Verticordia fimbrilepis subsp. australis
- Conservation status: Vulnerable (EPBC Act)

Scientific classification
- Kingdom: Plantae
- Clade: Tracheophytes
- Clade: Angiosperms
- Clade: Eudicots
- Clade: Rosids
- Order: Myrtales
- Family: Myrtaceae
- Genus: Verticordia
- Species: V. fimbrilepis
- Subspecies: V. f. subsp. australis
- Trinomial name: Verticordia fimbrilepis subsp. australis A.S.George

= Verticordia fimbrilepis subsp. australis =

Subspecies of flowering plant

Verticordia fimbrilepis subsp. australis, commonly known as southern shy featherflower is a flowering plant in the myrtle family, Myrtaceae and is endemic to the south-west of Western Australia. It is a slender shrub with one openly branched main stem at its base, small, pointed leaves and rounded groups of pink flowers near the ends of the branches.

==Description==
Verticordia fimbrilepis subsp. australis is a slender shrub which grows to a height of about 40 cm and which has one openly branched stem at its base. The leaves lower on the stems are linear in shape, almost round in cross-section, 2-5 mm long with a rounded end with a sharp point. Those near the flowers are more oblong to narrow egg-shaped.

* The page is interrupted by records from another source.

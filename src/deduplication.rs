//! # Request Deduplication Module
//!
//! Telegram redelivers webhook updates that were not acknowledged in time, and polling
//! can hand out the same update again after a restart. This module makes sure a single
//! message starts at most one download.

use parking_lot::Mutex;
use std::collections::HashMap;
use std::sync::Arc;
use std::time::{Duration, Instant};
use teloxide::types::{ChatId, MessageId};

use crate::downloader::MediaKind;

/// Represents a unique download request
#[derive(Debug, Clone, Copy, Hash, Eq, PartialEq)]
pub struct RequestId {
    /// Telegram chat ID
    pub chat_id: ChatId,
    /// Message carrying the URL
    pub message_id: MessageId,
    /// Requested media kind; asking for video and then audio of the same message is
    /// two requests
    pub kind: MediaKind,
}

impl RequestId {
    pub fn new(chat_id: ChatId, message_id: MessageId, kind: MediaKind) -> Self {
        Self {
            chat_id,
            message_id,
            kind,
        }
    }
}

#[derive(Debug, Clone)]
struct RequestEntry {
    first_seen: Instant,
    count: u32,
}

/// In-memory request deduplication store
#[derive(Debug)]
pub struct RequestDeduplicator {
    requests: Mutex<HashMap<RequestId, RequestEntry>>,
    ttl: Duration,
    max_entries: usize,
}

impl RequestDeduplicator {
    pub fn new(ttl_secs: u64, max_entries: usize) -> Self {
        Self {
            requests: Mutex::new(HashMap::new()),
            ttl: Duration::from_secs(ttl_secs),
            max_entries,
        }
    }

    /// Check if a request is a duplicate
    ///
    /// Returns true if this request was already seen within the TTL and should be
    /// ignored, false if it is new (and records it).
    pub fn is_duplicate(&self, request_id: &RequestId) -> bool {
        let mut requests = self.requests.lock();
        let now = Instant::now();

        requests.retain(|_, entry| now.duration_since(entry.first_seen) < self.ttl);

        if let Some(entry) = requests.get_mut(request_id) {
            entry.count += 1;
            return true;
        }

        if requests.len() >= self.max_entries {
            if let Some(oldest_key) = requests
                .iter()
                .min_by_key(|(_, entry)| entry.first_seen)
                .map(|(key, _)| *key)
            {
                requests.remove(&oldest_key);
            }
        }

        requests.insert(
            *request_id,
            RequestEntry {
                first_seen: now,
                count: 1,
            },
        );
        false
    }

    /// Forget a request so that it can be submitted again
    ///
    /// Used when a request was refused before any work started (e.g. the user already
    /// has too many downloads running).
    pub fn forget(&self, request_id: &RequestId) {
        self.requests.lock().remove(request_id);
    }

    pub fn stats(&self) -> DeduplicationStats {
        let requests = self.requests.lock();
        let now = Instant::now();
        let total_entries = requests.len();
        let expired_entries = requests
            .values()
            .filter(|entry| now.duration_since(entry.first_seen) >= self.ttl)
            .count();

        DeduplicationStats {
            total_entries,
            active_entries: total_entries.saturating_sub(expired_entries),
            total_duplicates: requests.values().map(|e| e.count.saturating_sub(1)).sum(),
            max_entries: self.max_entries,
            ttl: self.ttl,
        }
    }
}

/// Statistics about the deduplication store
#[derive(Debug, Clone)]
pub struct DeduplicationStats {
    pub total_entries: usize,
    pub active_entries: usize,
    pub total_duplicates: u32,
    pub max_entries: usize,
    pub ttl: Duration,
}

impl Default for RequestDeduplicator {
    fn default() -> Self {
        Self::new(300, 10000) // 5 minutes TTL, 10k max entries
    }
}

pub type SharedDeduplicator = Arc<RequestDeduplicator>;

pub fn create_shared_deduplicator(ttl_secs: u64, max_entries: usize) -> SharedDeduplicator {
    Arc::new(RequestDeduplicator::new(ttl_secs, max_entries))
}

#[cfg(test)]
mod tests {
    use super::*;
    use std::thread;

    fn request(chat: i64, message: i32, kind: MediaKind) -> RequestId {
        RequestId::new(ChatId(chat), MessageId(message), kind)
    }

    #[test]
    fn test_deduplication_basic() {
        let deduplicator = RequestDeduplicator::new(60, 100);
        let request_id = request(123, 456, MediaKind::Video);

        assert!(!deduplicator.is_duplicate(&request_id));
        assert!(deduplicator.is_duplicate(&request_id));

        // Different message or different kind is a new request
        assert!(!deduplicator.is_duplicate(&request(123, 457, MediaKind::Video)));
        assert!(!deduplicator.is_duplicate(&request(123, 456, MediaKind::Audio)));
    }

    #[test]
    fn test_deduplication_expiration() {
        let deduplicator = RequestDeduplicator::new(1, 100);
        let request_id = request(123, 456, MediaKind::Video);

        assert!(!deduplicator.is_duplicate(&request_id));
        thread::sleep(Duration::from_millis(1100));
        assert!(!deduplicator.is_duplicate(&request_id));
    }

    #[test]
    fn test_max_entries_limit() {
        let deduplicator = RequestDeduplicator::new(300, 3);

        for i in 0..3 {
            assert!(!deduplicator.is_duplicate(&request(i, i as i32, MediaKind::Video)));
        }
        assert!(!deduplicator.is_duplicate(&request(999, 999, MediaKind::Video)));

        assert!(deduplicator.stats().total_entries <= 3);
    }

    #[test]
    fn test_forget_allows_resubmission() {
        let deduplicator = create_shared_deduplicator(300, 100);
        let request_id = request(1, 1, MediaKind::Audio);

        assert!(!deduplicator.is_duplicate(&request_id));
        deduplicator.forget(&request_id);
        assert!(!deduplicator.is_duplicate(&request_id));
    }

    #[test]
    fn test_statistics() {
        let deduplicator = RequestDeduplicator::new(300, 100);
        let request_id = request(123, 456, MediaKind::Video);

        assert_eq!(deduplicator.stats().total_entries, 0);

        deduplicator.is_duplicate(&request_id);
        deduplicator.is_duplicate(&request_id);

        let stats = deduplicator.stats();
        assert_eq!(stats.total_entries, 1);
        assert_eq!(stats.active_entries, 1);
        assert_eq!(stats.total_duplicates, 1);
    }
}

The flowers are arranged in open groups on stalks 5-15 mm long near the ends of the branches. The floral cup is broadly top-shaped, about 1.5 mm long, glabrous but slightly rough. The sepals are bright mauve-pink 3-3.5 mm long, with 5 to 7 hairy lobes. The petals are the same colour as the sepals, sometimes with a white base and are about 2.5-3.0 mm long, 1.0 mm or less wide, egg-shaped with long, coarse hairs. The staminodes have a broad stalk and a hairy fringe, lacking the single long hair in their centre of subspecies fimbrilepis. The style is 0.2-0.4 mm long, straight and glabrous. Flowering time is from October to December.

==Taxonomy and naming==
Verticordia fimbrilepis was first formally described by Nikolai Turczaninow in 1847 and the description was published in the Bulletin de la Société Impériale des Naturalistes de Moscou. In 1991, Alex George undertook a review of the genus Verticordia and described two subspecies of V. fimbrilepis including this one. The type collection was made near the Kent River by George, Elizabeth George and Tony Annels in 1985. The epithet australis is from the Latin australis (southern) and refers to the distribution of this subspecies relative to that of subspecies fimbrilepis.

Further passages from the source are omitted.